Complete Guide To Corporate Finance

AAA

Risk Management And Options - Hedging With Options

There are two main reasons why an investor would use options: to speculate and to hedge.

Speculation
You can think of speculation as betting on the movement of a security. The advantage of options is that you aren't limited to making a profit only when the market goes up. Because of the versatility of options, you can also make money when the market goes down or even sideways.

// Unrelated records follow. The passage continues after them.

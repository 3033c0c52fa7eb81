//! Inline decoration and re-composition.
//!
//! Both directions of the converter meet here. [`decorate`] turns the inline
//! content of one block into markdown-decorated text plus the [`SpanFormat`]s
//! for marks markdown cannot express; [`recompose`] inverts it. Offsets are
//! `char` counts into the undecorated text on both sides: decoration and
//! escape characters never count.
//!
//! Delimiter matching is simple (no CommonMark flanking rules):
//! a closing delimiter is the first candidate whose enclosed text contains a
//! balanced number of delimiter characters. That is enough to invert any
//! nesting [`decorate`] produces, including runs like `***x***`.
//!
//! Italics are written `*x*`, except a run starting with a space at the start
//! of a line, which is written `_ x_` so the line is not read as a `* ` bullet.
//! `_` only opens italics at the start of a line; a literal `_` there is escaped.

use crate::document::{Mark, Node, Text};
use crate::sidecar::SpanFormat;

/// Characters escaped with a backslash in literal text.
const ESCAPED: &[char] = &['\\', '*', '`', '[', ']', '~'];

/// Deepest delimiter nesting parsed as marks; deeper delimiters are text.
const MAX_NESTING: usize = 64;

/// Result of decorating one block's inline content.
#[derive(Debug, Clone, Default, PartialEq, Eq)]
pub struct Decorated {
    /// Markdown-decorated text
    pub text: String,
    /// Undecorated text (what offsets index into)
    pub plain: String,
    /// Formatting for marks without markdown syntax
    pub spans: Vec<SpanFormat>,
}

/// Escape literal text so the inline parser reads it back verbatim.
pub fn escape_text(text: &str) -> String {
    escape(text, false)
}

fn escape(text: &str, all_underscores: bool) -> String {
    let mut out = String::with_capacity(text.len());
    let mut line_start = true;
    for c in text.chars() {
        if ESCAPED.contains(&c) || (c == '_' && (line_start || all_underscores)) {
            out.push('\\');
        }
        out.push(c);
        line_start = c == '\n';
    }
    out
}
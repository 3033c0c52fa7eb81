//! Command-line argument structures and enums

use clap::{Parser, Subcommand};
use std::path::PathBuf;

#[derive(Parser)]
#[command(name = "sidemark")]
#[command(about = "Store rich-text documents as plain markdown plus a formatting sidecar", long_about = None)]
#[command(version)]
pub struct Cli {
    /// Converter config file (defaults to <config dir>/sidemark/config.toml)
    #[arg(long, global = true)]
    pub config: Option<PathBuf>,

    /// Log conversion details to stderr
    #[arg(short, long, global = true)]
    pub verbose: bool,

    #[command(subcommand)]
    pub command: Commands,
}

#[derive(Subcommand)]
pub enum Commands {
    /// Write an editor JSON tree as a note and its sidecar
    ///
    /// The sidecar is written next to the note as NOTE.sidecar.json. If one
    /// already exists its creation time is kept. Inline images are stored
    /// in an `.images` directory beside the note.
    Save {
        /// Editor document tree (JSON)
        tree: PathBuf,

        /// Note to write (markdown)
        note: PathBuf,
    },

    /// Rebuild the editor JSON tree from a note and its sidecar
    ///
    /// A missing sidecar is not an error: the note loads without formatting.
    Load {
        /// Note to read (markdown)
        note: PathBuf,

        /// Write the tree here instead of stdout
        #[arg(short, long)]
        output: Option<PathBuf>,
    },

    /// Show block, word and reading-time statistics for a note
    Stats {
        /// Note to inspect
        note: PathBuf,
    },

    /// Drop sidecar entries for blocks no longer in the note
    Prune {
        /// Note whose sidecar should be pruned
        note: PathBuf,

        /// Show what would be removed without writing
        #[arg(long)]
        dry_run: bool,
    },
}

#[cfg(test)]
mod tests {
    use super::*;
    use clap::CommandFactory;

    #[test]
    fn test_cli_definition_is_valid() {
        Cli::command().debug_assert();
    }

    #[test]
    fn test_global_flags_after_subcommand() {
        let cli = Cli::parse_from(["sidemark", "prune", "a.md", "--dry-run", "-v"]);
        assert!(cli.verbose);
        match cli.command {
            Commands::Prune { note, dry_run } => {
                assert_eq!(note, PathBuf::from("a.md"));
                assert!(dry_run);
            }
            _ => panic!("expected prune"),
        }
    }
}
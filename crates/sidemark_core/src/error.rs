use std::path::PathBuf;

use thiserror::Error;

/// Unified error type for sidemark operations
#[derive(Debug, Error)]
pub enum SidemarkError {
    // IO errors
    #[error("IO error: {0}")]
    Io(#[from] std::io::Error),

    #[error("Failed to read file '{path}': {source}")]
    FileRead {
        path: PathBuf,
        source: std::io::Error,
    },

    #[error("Failed to write file '{path}': {source}")]
    FileWrite {
        path: PathBuf,
        source: std::io::Error,
    },

    // Serialization errors
    #[error("JSON error: {0}")]
    Json(#[from] serde_json::Error),

    // Config errors
    #[error("Config parse error: {0}")]
    ConfigParse(#[from] toml::de::Error),

    #[error("Config serialize error: {0}")]
    ConfigSerialize(#[from] toml::ser::Error),

    #[error("Could not determine config directory")]
    NoConfigDir,

    // Image collaborator errors
    #[error("Image store failed: {message}")]
    ImageStore { message: String },

    #[error("Unknown image reference '@img:{0}'")]
    ImageNotFound(String),
}

/// Result type alias for sidemark operations
pub type Result<T> = std::result::Result<T, SidemarkError>;

impl SidemarkError {
    /// Build an [`SidemarkError::ImageStore`] from anything displayable.
    pub fn image_store(message: impl std::fmt::Display) -> Self {
        SidemarkError::ImageStore {
            message: message.to_string(),
        }
    }

    /// Whether this error came from the image collaborator rather than the converter's caller.
    pub fn is_image_error(&self) -> bool {
        matches!(
            self,
            SidemarkError::ImageStore { .. } | SidemarkError::ImageNotFound(_)
        )
    }
}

Speculation is the territory in which the big money is made - and lost. The use of options in this manner is the reason options have the reputation of being risky. This is because when you buy an option, you have to be correct in determining not only the direction of the stock's movement, but also the magnitude and the timing of this movement. To succeed, you must correctly predict whether a stock will go up or down, and how much the price will change as well as the time frame it will take for all this to happen. And don't forget commissions! The combinations of these factors means the odds are stacked against you.

So why do people speculate with options if the odds are so skewed? Aside from versatility, it's all about using leverage. When you are controlling 100 shares with one contract, it doesn't take much of a price movement to generate substantial profits.

Hedging
The other function of options is hedging. Think of this as an insurance policy; just as you insure your house or car, options can be used to insure your investments against a downturn. Critics of options say that if you are so unsure of your stock pick that you need a hedge, you shouldn't make the investment. On the other hand, there is no doubt that hedging strategies can be useful, especially for large institutions. Even the individual investor can benefit. Imagine that you wanted to take advantage of technology stocks and their upside, but you also wanted to limit any losses. By using options, you would be able to restrict your downside while enjoying the full upside in a cost-effective way.

Hedging is often considered an advanced investing strategy, but the principles of hedging are fairly simple. Read on for a basic grasp of how this strategy works and how it is used. (For more advanced coverage of this subject, read out How Companies Use Derivatives To Hedge Risk.)

Everyday Hedges
Most people have, whether they know it or not, engaged in hedging. For example, when you take out insurance to minimize the risk that an injury will erase your income or you buy life insurance to support your family in the case of your death, this is a hedge.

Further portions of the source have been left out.